*AIM OF THE EXERCISE*
Each line below should be written out again exactly.

▬▬▬▬▬▬▬▬▬▬

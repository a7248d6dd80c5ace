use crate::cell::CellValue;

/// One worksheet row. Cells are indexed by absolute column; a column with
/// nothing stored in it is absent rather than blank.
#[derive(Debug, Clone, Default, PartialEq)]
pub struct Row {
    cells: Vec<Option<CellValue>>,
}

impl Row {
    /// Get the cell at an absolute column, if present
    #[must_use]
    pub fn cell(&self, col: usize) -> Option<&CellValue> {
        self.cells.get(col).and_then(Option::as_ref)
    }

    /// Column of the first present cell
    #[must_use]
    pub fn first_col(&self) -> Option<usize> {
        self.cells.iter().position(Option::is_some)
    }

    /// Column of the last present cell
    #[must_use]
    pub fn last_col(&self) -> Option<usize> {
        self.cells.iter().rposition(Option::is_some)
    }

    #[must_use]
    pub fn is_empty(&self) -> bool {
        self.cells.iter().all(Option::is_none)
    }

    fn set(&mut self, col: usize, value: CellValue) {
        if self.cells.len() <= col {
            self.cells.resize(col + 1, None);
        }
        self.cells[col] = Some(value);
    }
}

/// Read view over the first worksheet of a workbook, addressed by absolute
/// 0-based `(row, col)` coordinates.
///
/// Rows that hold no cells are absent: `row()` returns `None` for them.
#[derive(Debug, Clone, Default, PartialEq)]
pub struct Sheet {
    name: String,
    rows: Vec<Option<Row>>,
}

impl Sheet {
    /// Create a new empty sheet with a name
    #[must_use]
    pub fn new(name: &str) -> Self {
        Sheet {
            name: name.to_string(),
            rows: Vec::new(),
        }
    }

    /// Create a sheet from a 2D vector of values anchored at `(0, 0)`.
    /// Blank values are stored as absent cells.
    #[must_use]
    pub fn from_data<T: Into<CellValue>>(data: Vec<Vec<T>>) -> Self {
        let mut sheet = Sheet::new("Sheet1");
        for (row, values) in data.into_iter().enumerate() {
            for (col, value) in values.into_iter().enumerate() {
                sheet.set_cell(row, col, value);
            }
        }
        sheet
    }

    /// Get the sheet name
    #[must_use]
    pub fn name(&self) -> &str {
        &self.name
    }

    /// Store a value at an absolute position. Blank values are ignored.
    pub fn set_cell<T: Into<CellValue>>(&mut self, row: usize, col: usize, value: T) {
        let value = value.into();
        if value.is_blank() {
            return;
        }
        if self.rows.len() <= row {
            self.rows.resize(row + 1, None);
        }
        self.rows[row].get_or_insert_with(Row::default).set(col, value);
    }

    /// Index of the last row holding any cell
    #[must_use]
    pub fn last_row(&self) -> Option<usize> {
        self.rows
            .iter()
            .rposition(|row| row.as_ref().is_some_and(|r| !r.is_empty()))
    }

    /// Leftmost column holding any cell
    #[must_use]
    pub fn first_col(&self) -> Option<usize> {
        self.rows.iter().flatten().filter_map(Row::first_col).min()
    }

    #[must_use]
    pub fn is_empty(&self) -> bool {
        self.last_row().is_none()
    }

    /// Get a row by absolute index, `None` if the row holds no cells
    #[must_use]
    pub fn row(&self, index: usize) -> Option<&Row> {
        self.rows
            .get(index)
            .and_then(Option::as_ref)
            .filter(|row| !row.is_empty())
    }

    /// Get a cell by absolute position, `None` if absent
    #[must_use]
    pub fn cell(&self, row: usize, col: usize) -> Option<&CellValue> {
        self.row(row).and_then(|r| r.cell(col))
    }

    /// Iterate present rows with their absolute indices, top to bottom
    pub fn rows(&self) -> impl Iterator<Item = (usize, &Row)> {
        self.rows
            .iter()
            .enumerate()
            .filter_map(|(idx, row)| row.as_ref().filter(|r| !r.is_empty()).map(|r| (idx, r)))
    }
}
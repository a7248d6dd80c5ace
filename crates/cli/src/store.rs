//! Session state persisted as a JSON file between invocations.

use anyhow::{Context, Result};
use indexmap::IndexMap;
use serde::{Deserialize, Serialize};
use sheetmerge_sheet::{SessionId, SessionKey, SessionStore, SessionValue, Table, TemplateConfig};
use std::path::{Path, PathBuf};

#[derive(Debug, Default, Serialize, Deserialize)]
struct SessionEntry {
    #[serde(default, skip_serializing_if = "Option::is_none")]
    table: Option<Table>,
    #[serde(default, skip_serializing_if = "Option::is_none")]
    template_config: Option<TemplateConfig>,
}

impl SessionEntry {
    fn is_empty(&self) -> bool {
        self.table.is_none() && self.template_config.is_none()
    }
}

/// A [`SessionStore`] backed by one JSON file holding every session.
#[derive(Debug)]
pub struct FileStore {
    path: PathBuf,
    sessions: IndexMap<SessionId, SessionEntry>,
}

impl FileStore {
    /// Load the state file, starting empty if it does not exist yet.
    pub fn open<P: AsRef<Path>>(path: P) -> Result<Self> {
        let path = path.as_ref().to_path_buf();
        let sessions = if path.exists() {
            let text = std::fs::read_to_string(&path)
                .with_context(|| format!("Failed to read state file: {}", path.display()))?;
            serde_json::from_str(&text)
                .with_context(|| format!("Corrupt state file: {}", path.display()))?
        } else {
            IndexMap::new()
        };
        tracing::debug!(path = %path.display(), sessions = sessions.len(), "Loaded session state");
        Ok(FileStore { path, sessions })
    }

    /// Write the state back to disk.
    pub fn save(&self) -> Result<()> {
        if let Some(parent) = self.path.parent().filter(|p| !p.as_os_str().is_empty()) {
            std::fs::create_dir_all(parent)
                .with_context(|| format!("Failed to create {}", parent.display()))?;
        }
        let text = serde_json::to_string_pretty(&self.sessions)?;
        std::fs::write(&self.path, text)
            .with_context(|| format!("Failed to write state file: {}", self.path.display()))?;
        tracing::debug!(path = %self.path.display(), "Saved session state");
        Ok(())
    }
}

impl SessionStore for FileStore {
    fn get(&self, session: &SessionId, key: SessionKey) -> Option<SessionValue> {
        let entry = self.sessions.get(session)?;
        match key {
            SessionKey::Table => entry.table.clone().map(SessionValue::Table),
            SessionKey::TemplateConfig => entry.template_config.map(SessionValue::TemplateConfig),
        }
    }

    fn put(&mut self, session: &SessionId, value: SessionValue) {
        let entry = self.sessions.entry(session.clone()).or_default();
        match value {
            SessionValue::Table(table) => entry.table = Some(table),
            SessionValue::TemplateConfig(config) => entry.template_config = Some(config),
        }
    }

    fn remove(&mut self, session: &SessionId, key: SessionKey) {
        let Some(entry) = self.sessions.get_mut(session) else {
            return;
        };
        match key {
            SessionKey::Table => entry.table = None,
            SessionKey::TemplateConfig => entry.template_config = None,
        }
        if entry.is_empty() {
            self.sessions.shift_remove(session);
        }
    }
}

▬▬▬▬▬▬▬▬▬▬

*ANSWER*
repository a7248d6dd80c5ace
use crate::cell::CellValue;

/// One worksheet row. Cells are indexed by absolute column; a column with
/// nothing stored in it is absent rather than blank.
#[derive(Debug, Clone, Default, PartialEq)]
pub struct Row {
    cells: Vec<Option<CellValue>>,
}

impl Row {
    /// Get the cell at an absolute column, if present
    #[must_use]
    pub fn cell(&self, col: usize) -> Option<&CellValue> {
        self.cells.get(col).and_then(Option::as_ref)
    }

    /// Column of the first present cell
    #[must_use]
    pub fn first_col(&self) -> Option<usize> {
        self.cells.iter().position(Option::is_some)
    }

    /// Column of the last present cell
    #[must_use]
    pub fn last_col(&self) -> Option<usize> {
        self.cells.iter().rposition(Option::is_some)
    }

    #[must_use]
    pub fn is_empty(&self) -> bool {
        self.cells.iter().all(Option::is_none)
    }

    fn set(&mut self, col: usize, value: CellValue) {
        if self.cells.len() <= col {
            self.cells.resize(col + 1, None);
        }
        self.cells[col] = Some(value);
    }
}

/// Read view over the first worksheet of a workbook, addressed by absolute
/// 0-based `(row, col)` coordinates.
///
/// Rows that hold no cells are absent: `row()` returns `None` for them.
#[derive(Debug, Clone, Default, PartialEq)]
pub struct Sheet {
    name: String,
    rows: Vec<Option<Row>>,
}

impl Sheet {
    /// Create a new empty sheet with a name
    #[must_use]
    pub fn new(name: &str) -> Self {
        Sheet {
            name: name.to_string(),
            rows: Vec::new(),
        }
    }

    /// Create a sheet from a 2D vector of values anchored at `(0, 0)`.
    /// Blank values are stored as absent cells.
    #[must_use]
    pub fn from_data<T: Into<CellValue>>(data: Vec<Vec<T>>) -> Self {
        let mut sheet = Sheet::new("Sheet1");
        for (row, values) in data.into_iter().enumerate() {
            for (col, value) in values.into_iter().enumerate() {
                sheet.set_cell(row, col, value);
            }
        }
        sheet
    }

    /// Get the sheet name
    #[must_use]
    pub fn name(&self) -> &str {
        &self.name
    }

    /// Store a value at an absolute position. Blank values are ignored.
    pub fn set_cell<T: Into<CellValue>>(&mut self, row: usize, col: usize, value: T) {
        let value = value.into();
        if value.is_blank() {
            return;
        }
        if self.rows.len() <= row {
            self.rows.resize(row + 1, None);
        }
        self.rows[row].get_or_insert_with(Row::default).set(col, value);
    }

    /// Index of the last row holding any cell
    #[must_use]
    pub fn last_row(&self) -> Option<usize> {
        self.rows
            .iter()
            .rposition(|row| row.as_ref().is_some_and(|r| !r.is_empty()))
    }

    /// Leftmost column holding any cell
    #[must_use]
    pub fn first_col(&self) -> Option<usize> {
        self.rows.iter().flatten().filter_map(Row::first_col).min()
    }

    #[must_use]
    pub fn is_empty(&self) -> bool {
        self.last_row().is_none()
    }

    /// Get a row by absolute index, `None` if the row holds no cells
    #[must_use]
    pub fn row(&self, index: usize) -> Option<&Row> {
        self.rows
            .get(index)
            .and_then(Option::as_ref)
            .filter(|row| !row.is_empty())
    }

    /// Get a cell by absolute position, `None` if absent
    #[must_use]
    pub fn cell(&self, row: usize, col: usize) -> Option<&CellValue> {
        self.row(row).and_then(|r| r.cell(col))
    }

    /// Iterate present rows with their absolute indices, top to bottom
    pub fn rows(&self) -> impl Iterator<Item = (usize, &Row)> {
        self.rows
            .iter()
            .enumerate()
            .filter_map(|(idx, row)| row.as_ref().filter(|r| !r.is_empty()).map(|r| (idx, r)))
    }
}
repository a7248d6dd80c5ace
filename crates/cli/src/store.rs
//! Session state persisted as a JSON file between invocations.

use anyhow::{Context, Result};
use indexmap::IndexMap;
use serde::{Deserialize, Serialize};
use sheetmerge_sheet::{SessionId, SessionKey, SessionStore, SessionValue, Table, TemplateConfig};
use std::path::{Path, PathBuf};

#[derive(Debug, Default, Serialize, Deserialize)]
struct SessionEntry {
    #[serde(default, skip_serializing_if = "Option::is_none")]
    table: Option<Table>,
    #[serde(default, skip_serializing_if = "Option::is_none")]
    template_config: Option<TemplateConfig>,
}

impl SessionEntry {
    fn is_empty(&self) -> bool {
        self.table.is_none() && self.template_config.is_none()
    }
}

/// A [`SessionStore`] backed by one JSON file holding every session.
#[derive(Debug)]
pub struct FileStore {
    path: PathBuf,
    sessions: IndexMap<SessionId, SessionEntry>,
}

impl FileStore {
    /// Load the state file, starting empty if it does not exist yet.
    pub fn open<P: AsRef<Path>>(path: P) -> Result<Self> {
        let path = path.as_ref().to_path_buf();
        let sessions = if path.exists() {
            let text = std::fs::read_to_string(&path)
                .with_context(|| format!("Failed to read state file: {}", path.display()))?;
            serde_json::from_str(&text)
                .with_context(|| format!("Corrupt state file: {}", path.display()))?
        } else {
            IndexMap::new()
        };
        tracing::debug!(path = %path.display(), sessions = sessions.len(), "Loaded session state");
        Ok(FileStore { path, sessions })
    }

    /// Write the state back to disk.
    pub fn save(&self) -> Result<()> {
        if let Some(parent) = self.path.parent().filter(|p| !p.as_os_str().is_empty()) {
            std::fs::create_dir_all(parent)
                .with_context(|| format!("Failed to create {}", parent.display()))?;
        }
        let text = serde_json::to_string_pretty(&self.sessions)?;
        std::fs::write(&self.path, text)
            .with_context(|| format!("Failed to write state file: {}", self.path.display()))?;
        tracing::debug!(path = %self.path.display(), "Saved session state");
        Ok(())
    }
}

impl SessionStore for FileStore {
    fn get(&self, session: &SessionId, key: SessionKey) -> Option<SessionValue> {
        let entry = self.sessions.get(session)?;
        match key {
            SessionKey::Table => entry.table.clone().map(SessionValue::Table),
            SessionKey::TemplateConfig => entry.template_config.map(SessionValue::TemplateConfig),
        }
    }

    fn put(&mut self, session: &SessionId, value: SessionValue) {
        let entry = self.sessions.entry(session.clone()).or_default();
        match value {
            SessionValue::Table(table) => entry.table = Some(table),
            SessionValue::TemplateConfig(config) => entry.template_config = Some(config),
        }
    }

    fn remove(&mut self, session: &SessionId, key: SessionKey) {
        let Some(entry) = self.sessions.get_mut(session) else {
            return;
        };
        match key {
            SessionKey::Table => entry.table = None,
            SessionKey::TemplateConfig => entry.template_config = None,
        }
        if entry.is_empty() {
            self.sessions.shift_remove(session);
        }
    }
}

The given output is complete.